# Metabolomics identifies chenodeoxycholic acid as a protective factor in diabetic foot ulcers

**Authors:** Ying Li, Ran Guo, Lu Lv, Tao Jiang, Chenning Zhang, Jiangying Chang, KeYan Hu, Huifang Peng, Lulu Chen, Ran Chen, Hetao Chen, Yujin Ma

PMC · DOI: 10.3389/fendo.2026.1754743 · Frontiers in Endocrinology · 2026-02-13

## TL;DR

This study finds that lower levels of chenodeoxycholic acid (CDCA) are linked to diabetic foot ulcers and shows CDCA can help heal wounds, suggesting it as a potential treatment.

## Contribution

The study is the first to identify CDCA as a protective factor in diabetic foot ulcers and demonstrate its wound-healing effects.

## Key findings

- CDCA levels are significantly lower in diabetic foot ulcer patients compared to controls.
- CDCA improves high glucose-induced fibroblast dysfunction and promotes wound healing in vitro.
- CDCA is an independent protective factor against diabetic foot ulcers according to logistic regression analysis.

## Abstract

Diabetic foot ulcers (DFU) are a severe complication with high amputation and mortality rates, involving profound metabolic dysregulation. Current treatments lack interventions targeting the metabolic microenvironment. Chenodeoxycholic acid (CDCA) regulates glucose/lipid metabolism and inflammation, but its role in DFU remains unknown. This study aims to identify key metabolites in the serum of patients with diabetic foot ulcers. For the first time, it focuses on and identifies CDCA, a key bile acid, as an endogenous protective factor, and validates the biological role of CDCA in promoting wound healing, thereby providing a foundation for novel therapeutic strategies targeting the “metabolic microenvironment.”

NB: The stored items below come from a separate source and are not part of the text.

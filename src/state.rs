use std::fmt;
use std::str::FromStr;

use crate::color::{Hsla, Rgba};
use crate::error::Error;

// ---------------------------------------------------------------------------
// Channel
// ---------------------------------------------------------------------------

/// One of the three editable HSL components.
#[derive(Debug, Clone, Copy, PartialEq, Eq, Hash)]
pub enum Channel {
    Hue,
    Saturation,
    Lightness,
}

impl Channel {
    /// All channels in display order.
    pub const ALL: [Channel; 3] = [Channel::Hue, Channel::Saturation, Channel::Lightness];

    /// Upper end of the channel's range (hue is exclusive, the others inclusive).
    pub fn range_max(self) -> f64 {
        match self {
            Channel::Hue => 360.0,
            Channel::Saturation | Channel::Lightness => 100.0,
        }
    }

    pub fn label(self) -> &'static str {
        match self {
            Channel::Hue => "Hue",
            Channel::Saturation => "Saturation",
            Channel::Lightness => "Lightness",
        }
    }

    pub fn short(self) -> &'static str {
        match self {
            Channel::Hue => "H",
            Channel::Saturation => "S",
            Channel::Lightness => "L",
        }
    }

    /// Unit printed after a value readout.
    pub fn suffix(self) -> &'static str {
        match self {
            Channel::Hue => "\u{00b0}",
            Channel::Saturation | Channel::Lightness => "%",
        }
    }

    pub fn index(self) -> usize {
        match self {
            Channel::Hue => 0,
            Channel::Saturation => 1,
            Channel::Lightness => 2,
        }
    }

    pub fn next(self) -> Self {
        match self {
            Channel::Hue => Channel::Saturation,
            Channel::Saturation => Channel::Lightness,
            Channel::Lightness => Channel::Hue,
        }
    }

    pub fn prev(self) -> Self {
        match self {
            Channel::Hue => Channel::Lightness,
            Channel::Saturation => Channel::Hue,
            Channel::Lightness => Channel::Saturation,
        }
    }

    /// Bring `value` into this channel's legal range by clamping.
    ///
    /// Hue is clamped into `[0, 360)`: anything at or above 360 lands on
    /// [`hue_ceiling`], so the far right of the hue strip stays a red just
    /// short of a full turn. Saturation and lightness clamp to `[0, 100]`.
    pub fn normalize(self, value: f64) -> f64 {
        match self {
            Channel::Hue => value.clamp(0.0, hue_ceiling()),
            Channel::Saturation | Channel::Lightness => value.clamp(0.0, 100.0),
        }
    }
}

impl fmt::Display for Channel {
    fn fmt(&self, f: &mut fmt::Formatter<'_>) -> fmt::Result {
        f.write_str(self.label())
    }
}

impl FromStr for Channel {
    type Err = Error;

    fn from_str(s: &str) -> Result<Self, Self::Err> {
        match s.trim().to_ascii_lowercase().as_str() {
            "hue" | "h" => Ok(Channel::Hue),
            "saturation" | "sat" | "s" => Ok(Channel::Saturation),
            "light" | "lightness" | "l" => Ok(Channel::Lightness),
            _ => Err(Error::InvalidChannel(s.to_string())),
        }
    }
}

/// Largest representable hue below 360.
pub fn hue_ceiling() -> f64 {
    f64::from_bits(360f64.to_bits() - 1)
}

// ---------------------------------------------------------------------------
// ColorState
// ---------------------------------------------------------------------------

/// The single source of truth for the picked color.
///
/// Values are always inside their ranges: every write goes through
/// [`Channel::normalize`]. Writes that change a value raise the dirty flag,
/// which the strip cache consumes with [`ColorState::take_dirty`].
#[derive(Debug, Clone, PartialEq)]
pub struct ColorState {
    hue: f64,
    saturation: f64,
    lightness: f64,
    dirty: bool,
}

impl ColorState {
    pub const DEFAULT_HUE: f64 = 40.0;
    pub const DEFAULT_SATURATION: f64 = 50.0;
    pub const DEFAULT_LIGHTNESS: f64 = 60.0;

    /// Create a state from raw values, normalizing each one. Non-finite
    /// values fall back to the defaults. A fresh state starts dirty so the
    /// first frame renders.
    pub fn new(hue: f64, saturation: f64, lightness: f64) -> Self {
        let pick = |v: f64, default: f64| if v.is_finite() { v } else { default };
        Self {
            hue: Channel::Hue.normalize(pick(hue, Self::DEFAULT_HUE)),
            saturation: Channel::Saturation.normalize(pick(saturation, Self::DEFAULT_SATURATION)),
            lightness: Channel::Lightness.normalize(pick(lightness, Self::DEFAULT_LIGHTNESS)),
            dirty: true,
        }
    }

    pub fn get(&self, channel: Channel) -> f64 {
        match channel {
            Channel::Hue => self.hue,
            Channel::Saturation => self.saturation,
            Channel::Lightness => self.lightness,
        }
    }

    /// Store `value` for `channel` after normalizing it.
    ///
    /// Returns whether the stored value changed. NaN and infinities cannot be
    /// placed in any range, so they leave the state untouched.
    pub fn set(&mut self, channel: Channel, value: f64) -> bool {
        if !value.is_finite() {
            log::debug!("ignoring non-finite {} value {}", channel, value);
            return false;
        }
        let value = channel.normalize(value);
        let slot = match channel {
            Channel::Hue => &mut self.hue,
            Channel::Saturation => &mut self.saturation,
            Channel::Lightness => &mut self.lightness,
        };
        if *slot == value {
            return false;
        }
        log::trace!("{} {} -> {}", channel, *slot, value);
        *slot = value;
        self.dirty = true;
        true
    }

    /// Add `delta` to a channel, clamping at the ends of its range.
    pub fn nudge(&mut self, channel: Channel, delta: f64) -> bool {
        let current = self.get(channel);
        self.set(channel, current + delta)
    }

    pub fn hue(&self) -> f64 {
        self.hue
    }

    pub fn saturation(&self) -> f64 {
        self.saturation
    }

    pub fn lightness(&self) -> f64 {
        self.lightness
    }

    /// The committed color as an opaque `Hsla`.
    pub fn hsla(&self) -> Hsla {
        Hsla::opaque(self.hue, self.saturation, self.lightness)
    }

    /// The committed color with `channel` replaced by `value`.
    pub fn hsla_with(&self, channel: Channel, value: f64) -> Hsla {
        let mut c = self.hsla();
        match channel {
            Channel::Hue => c.h = value,
            Channel::Saturation => c.s = value,
            Channel::Lightness => c.l = value,
        }
        c
    }

    /// Recomputed on every call; never cached.
    pub fn rgba(&self) -> Rgba {
        self.hsla().to_rgba()
    }

    pub fn hex(&self) -> String {
        self.rgba().to_hex()
    }

    /// Whether a committed value changed since the flag was last taken.
    pub fn is_dirty(&self) -> bool {
        self.dirty
    }

    /// Return the dirty flag and clear it.
    pub fn take_dirty(&mut self) -> bool {
        std::mem::replace(&mut self.dirty, false)
    }
}

impl Default for ColorState {
    fn default() -> Self {
        Self::new(
            Self::DEFAULT_HUE,
            Self::DEFAULT_SATURATION,
            Self::DEFAULT_LIGHTNESS,
        )
    }
}

// ---------------------------------------------------------------------------
// Tests
// ---------------------------------------------------------------------------
use std::fs::{self, OpenOptions};
use std::path::Path;

use crate::config::LogLevel;
use crate::error::Result;

/// Install the global logger writing to stderr.
///
/// `RUST_LOG` takes precedence over `level` when set.
pub fn init_stderr(level: LogLevel) -> Result<()> {
    builder(level).try_init()?;
    Ok(())
}

/// Install the global logger appending to `path`.
///
/// Used while the TUI owns the terminal, where stderr output would tear the
/// screen.
pub fn init_file(level: LogLevel, path: &Path) -> Result<()> {
    if let Some(parent) = path.parent() {
        fs::create_dir_all(parent)?;
    }
    let file = OpenOptions::new().create(true).append(true).open(path)?;
    builder(level)
        .target(env_logger::Target::Pipe(Box::new(file)))
        .write_style(env_logger::WriteStyle::Never)
        .try_init()?;
    Ok(())
}

fn builder(level: LogLevel) -> env_logger::Builder {
    let mut builder = env_logger::Builder::new();
    builder
        .filter_level(level.to_level_filter())
        .format_timestamp_millis()
        .parse_default_env();
    builder
}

Untargeted metabolomics (UHPL-MS/MS) was performed on serum from 18 healthy controls, 18 diabetes mellitus (DM) patients, and 18 DFU patients. Multivariate statistics and logistic regression were used to identify differential metabolites and protective factors. In vitro, human skin fibroblasts under high glucose (30 mM) were treated with CDCA (5–25 nM). Proliferation, migration, and repair gene expression were assessed.

Clinical evaluation revealed that DF patients exhibited more pronounced systemic inflammation (elevated hs-CRP, ESR, and WBC), coagulation abnormalities (increased fibrinogen and D-dimer levels), and higher prevalence of vascular complications compared to other groups. Metabolomic analysis identified 41 significantly altered metabolites between the DM and DF groups, among which CDCA was markedly downregulated in the DF group (fold change = 0.66, VIP = 2.09, P = 0.008). Logistic regression analysis confirmed CDCA as an independent protective factor against DFU (OR = 0.429, 95% CI: 0.225–0.815, P = 0.010). In vitro studies demonstrated that CDCA dose-dependently reversed high glucose-induced impairment of HSF function, significantly enhancing cell proliferation and migration, and upregulating mRNA expression of PCNA, α-SMA, and Vimentin.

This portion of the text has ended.